> [REQUIREMENT]: The exercise asks you to copy every line below in which "service" appears.

> [RAW DATA]:
//! Train station booking service.
//!
//! Models stations, routes, trains, journeys, crews and ticket orders, and
//! exposes them over HTTP. The heart of the crate is the seat-booking
//! core in [`booking`]:
//!
//! - seat addresses are validated against the train's physical layout with
//!   per-field error aggregation;
//! - availability is capacity minus sold tickets, read from one snapshot;
//! - orders commit all their tickets in a single transaction, with seat
//!   uniqueness enforced by the store's unique index so concurrent
//!   requests for the same seat cannot both succeed.
//!
//! ```text
//!             ┌────────────┐   ┌──────────────┐
//!  HTTP ────▶ │  api/      │──▶│  booking/    │──▶ Postgres
//!             │  handlers  │   │  (write path)│    (unique index +
//!             └────────────┘   └──────────────┘     transactions)
//!                    │         ┌──────────────┐
//!                    └────────▶│  queries/    │──▶ read shapes
//!                              │  catalog     │
//!                              └──────────────┘
//! ```
//!
//! Authentication, payments and scheduling are external collaborators; the
//! service only consumes a caller identity at the boundary (see [`auth`]).

pub mod api;
pub mod auth;
pub mod booking;
pub mod catalog;
pub mod config;
pub mod db;
pub mod error;
pub mod queries;
pub mod server;
pub mod types;

pub use config::Config;
pub use error::{AppError, BookingError};
pub use server::{AppState, build_router};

> [EXERCISE SOLUTION]:
//! Train station booking service.
//! service only consumes a caller identity at the boundary (see [`auth`]).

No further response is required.